Continued discussion on research in literature
BREAK - 3:15
Optical answer sheet data extraction via pattern recognition

Student: William Trent Edwards
Faculty Mentor: Dr. Paul Dostert

Time: 3:30

This data extraction project will create a new method of evaluating scores from optical answer sheets. To do this the project will utilize a generic flatbed scanner in conjunction with a MATLAB script for pattern recognition and comparison. An optical sheet will be prepared, scanned, and then algorithmically evaluated based on the comparison between a matrix created by a reference answer sheet and the one being evaluated. The matrices of both the reference and new answer sheets will be compared using various image decomposition algorithms. Using image decomposition, a scanned answer sheet should be able to produce results that will summarize the overall score, as well as produce the answers to individual questions upon request. These comparison methods will allow for an alternative to industry standard optical answer scoring systems in terms of data quality and individualized data extracted.

BREAK - 3:45
Facial recognition using computer vision techniques

Student: James Shumpert
Faculty Mentor: Dr. Paul Dostert

Time: 4:00

Our goal is to analyze various mathematical methods that are used with facial recognition.

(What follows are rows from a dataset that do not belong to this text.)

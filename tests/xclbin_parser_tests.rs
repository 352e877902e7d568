//! Container parsing against built images

mod common;

use common::*;
use fpgaforge::backend::memory_tag::{XCL_MEM_DDR_BANK0, XCL_MEM_DDR_BANK1, XCL_MEM_TOPOLOGY};
use fpgaforge::backend::{placement_for_tag, resolve_memory_tag};
use fpgaforge::loader::xclbin::{ArgCategory, ParseWarning, XclbinMode};
use fpgaforge::loader::{parse_xclbin, parse_xclbin_binaries, MmapXclbin, XclbinError};
use fpgaforge::EmulationMode;

#[test]
fn test_vadd_argument_table() {
    let container = parse_xclbin(&VADD_XCLBIN).unwrap();

    assert_eq!(container.device_name(), U250);
    assert_eq!(container.vendor(), "Xilinx");
    assert_eq!(container.header.mode, XclbinMode::Flat);
    assert_eq!(container.emulation_mode(), None);
    assert_eq!(container.kernel_names().collect::<Vec<_>>(), ["vadd"]);

    assert_eq!(container.args.len(), 3);
    let a = &container.args[0];
    assert_eq!(a.name, "a");
    assert_eq!(a.ty, "int*");
    assert_eq!(a.category, ArgCategory::MemoryMapped);
    assert_eq!(a.tag.as_deref(), Some("bank0"));
    assert_eq!(resolve_memory_tag(a.tag.as_deref().unwrap()), Some(XCL_MEM_DDR_BANK0));
    assert_eq!(
        resolve_memory_tag(container.args[1].tag.as_deref().unwrap()),
        Some(XCL_MEM_DDR_BANK1)
    );

    let n = &container.args[2];
    assert_eq!(n.category, ArgCategory::Scalar);
    assert_eq!(n.tag, None);
    assert!(!placement_for_tag(n.tag.as_deref()).is_placed());
    assert!(container.warnings.is_empty());
}

#[test]
fn test_software_emulation_from_header_mode() {
    let image = vadd_builder().mode(MODE_SW_EMU).target(None).build();
    let container = parse_xclbin(&image).unwrap();
    assert_eq!(container.target, None);
    assert_eq!(container.emulation_mode(), Some(EmulationMode::Software));
}

#[test]
fn test_metadata_target_overrides_header_mode() {
    let image = vadd_builder().mode(MODE_SW_EMU).target(Some("hw_em")).build();
    let container = parse_xclbin(&image).unwrap();
    assert_eq!(container.emulation_mode(), Some(EmulationMode::Hardware));

    let image = vadd_builder().mode(MODE_FLAT).target(Some("csim")).build();
    assert_eq!(
        parse_xclbin(&image).unwrap().emulation_mode(),
        Some(EmulationMode::Software)
    );
}

#[test]
fn test_hardware_emulation_from_header_mode() {
    let image = vadd_builder().mode(MODE_HW_EMU).target(Some("hw")).build();
    assert_eq!(
        parse_xclbin(&image).unwrap().emulation_mode(),
        Some(EmulationMode::Hardware)
    );
}

#[test]
fn test_bad_magic_is_unsupported() {
    let mut image = VADD_XCLBIN.clone();
    image[..8].copy_from_slice(b"notxcl1\0");
    assert!(matches!(
        parse_xclbin(&image),
        Err(XclbinError::UnsupportedFormat(_))
    ));
}

#[test]
fn test_unknown_mode() {
    let image = vadd_builder().mode(42).build();
    assert_eq!(parse_xclbin(&image).unwrap_err(), XclbinError::UnknownMode(42));
}

#[test]
fn test_missing_metadata_section() {
    let image = build_image(MODE_FLAT, U250, &[(0, "bitstream".to_string(), vec![0xAA; 64])]);
    assert!(matches!(
        parse_xclbin(&image),
        Err(XclbinError::MissingMetadata(_))
    ));
}

#[test]
fn test_metadata_without_kernels() {
    let image = XclbinBuilder::new().build();
    assert!(matches!(
        parse_xclbin(&image),
        Err(XclbinError::MissingMetadata(_))
    ));
}

#[test]
fn test_malformed_metadata_xml() {
    let image = XclbinBuilder::new().metadata("<project><platform>").build();
    assert!(matches!(
        parse_xclbin(&image),
        Err(XclbinError::MalformedMetadata(_))
    ));
}

#[test]
fn test_truncated_image() {
    let image = VADD_XCLBIN.clone();
    let cut = &image[..image.len() - 16];
    assert!(matches!(parse_xclbin(cut), Err(XclbinError::Truncated { .. })));
}

#[test]
fn test_huge_section_count_is_truncated() {
    let mut image = vec![0u8; 456];
    image[..8].copy_from_slice(b"xclbin2\0");
    image[448..452].copy_from_slice(&u32::MAX.to_le_bytes());
    assert!(matches!(parse_xclbin(&image), Err(XclbinError::Truncated { .. })));
}

#[test]
fn test_multi_kernel_offsets_and_tags() {
    let container = parse_xclbin(&two_kernel_builder().build()).unwrap();

    assert_eq!(container.kernels.len(), 2);
    assert_eq!(container.kernels[0].arg_offset, 0);
    assert_eq!(container.kernels[0].arg_count, 3);
    assert_eq!(container.kernels[1].arg_offset, 3);
    assert_eq!(container.kernels[1].arg_count, 2);
    assert_eq!(container.args[4].name, "out");
    assert_eq!(container.args[4].index, 4);

    assert_eq!(container.kernel_for_arg(0), Some((0, 0)));
    assert_eq!(container.kernel_for_arg(4), Some((1, 1)));
    assert_eq!(container.kernel_for_arg(5), None);

    assert_eq!(container.args[0].tag.as_deref(), Some("DDR[0]"));
    assert_eq!(container.args[1].tag.as_deref(), Some("HBM[7]"));
    assert_eq!(
        placement_for_tag(container.args[3].tag.as_deref()).flags,
        7 | XCL_MEM_TOPOLOGY
    );
    // DDR[1] is declared but unused.
    assert_eq!(container.args[4].tag, None);
    assert!(container.warnings.contains(&ParseWarning::UnmappedMemoryRegion {
        arg_index: 4,
        mem_data_index: 1
    }));
}

#[test]
fn test_last_connectivity_edge_wins() {
    let image = vadd_builder().connect(0, 1).build();
    let container = parse_xclbin(&image).unwrap();
    assert_eq!(container.args[0].tag.as_deref(), Some("bank1"));
}

#[test]
fn test_dangling_edge_is_a_warning() {
    let image = vadd_builder().connect(9, 0).build();
    let container = parse_xclbin(&image).unwrap();
    assert_eq!(container.args.len(), 3);
    assert!(container
        .warnings
        .contains(&ParseWarning::DanglingConnectivity { arg_index: 9 }));
}

#[test]
fn test_unknown_address_qualifier_is_unspecified() {
    let image = XclbinBuilder::new()
        .kernel("k", &[("a", "int*", MMAP)])
        .raw_arg("p", "pipe", "2")
        .raw_arg("q", "int", "")
        .raw_arg("s", "stream<int>", &STREAM.to_string())
        .build();
    let container = parse_xclbin(&image).unwrap();

    assert_eq!(container.args[1].category, ArgCategory::Unspecified);
    assert_eq!(container.args[2].category, ArgCategory::Unspecified);
    assert_eq!(container.args[3].category, ArgCategory::Stream);
    assert_eq!(container.warnings.len(), 2);
}

#[test]
fn test_unrelated_sections_are_ignored() {
    let image = vadd_builder()
        .section(8, "ip_layout", vec![0u8; 24])
        .section(11, "clock_freq", vec![1u8; 8])
        .build();
    let container = parse_xclbin(&image).unwrap();
    assert_eq!(container.sections.len(), 5);
    assert_eq!(container.args.len(), 3);
}

#[test]
fn test_exactly_one_binary() {
    assert!(parse_xclbin_binaries(&[VADD_XCLBIN.as_slice()]).is_ok());
    assert!(matches!(
        parse_xclbin_binaries(&[VADD_XCLBIN.as_slice(), VADD_XCLBIN.as_slice()]),
        Err(XclbinError::UnsupportedFormat(_))
    ));
}

#[test]
fn test_parse_from_memory_map() -> anyhow::Result<()> {
    let file = write_temp_xclbin(&VADD_XCLBIN)?;
    let mapped = MmapXclbin::open(file.path())?;
    assert_eq!(mapped.len(), VADD_XCLBIN.len());

    let container = parse_xclbin(mapped.as_bytes())?;
    assert_eq!(container.kernels[0].name, "vadd");
    Ok(())
}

We will then compare the various methods and explore their uses by creating MATLAB programs.

BREAK - 4:15
Using Data Mining to Place Incoming Freshmen into the Appropriate Math Course

Students: Dylan Bates, James Shumpert, and Jon Moree
Faculty Mentor: Dr. Rachel Manspeaker

Time: 4:30

The purpose of our research was to build off of research conducted by James Shumpert in the spring semester of 2012, which showed that high school GPA and SAT scores do not work effectively as a placement tool in predicting success or failure in college math courses. Over the following summer, Data Mining techniques were used to analyze data from math placement tests. We wanted to discover which pretest questions contributed most to the variation of student data and find interesting and useful patterns to analyze.

Overall, the clustering scheme we employed did a good job of clustering students and even predicting success in the next placement test. When Item Response Theory is used in combination with previous analysis, it becomes clearer as to which questions helped differentiate between students of different levels and which did not. This could be used to create a better placement test in the future, possibly emulating those of other universities, creating random questions that differentiate between students of high and low ability, and will ultimately place incoming freshmen into the appropriate math class.

 

Coming out: A fight against history.

Student: Lauren Brailsford
Faculty Mentor: Dr. Tracey Welborn

Time: 5:00

The research tells the steps of the coming out process, and how history has always held a negative attitude toward such orientation.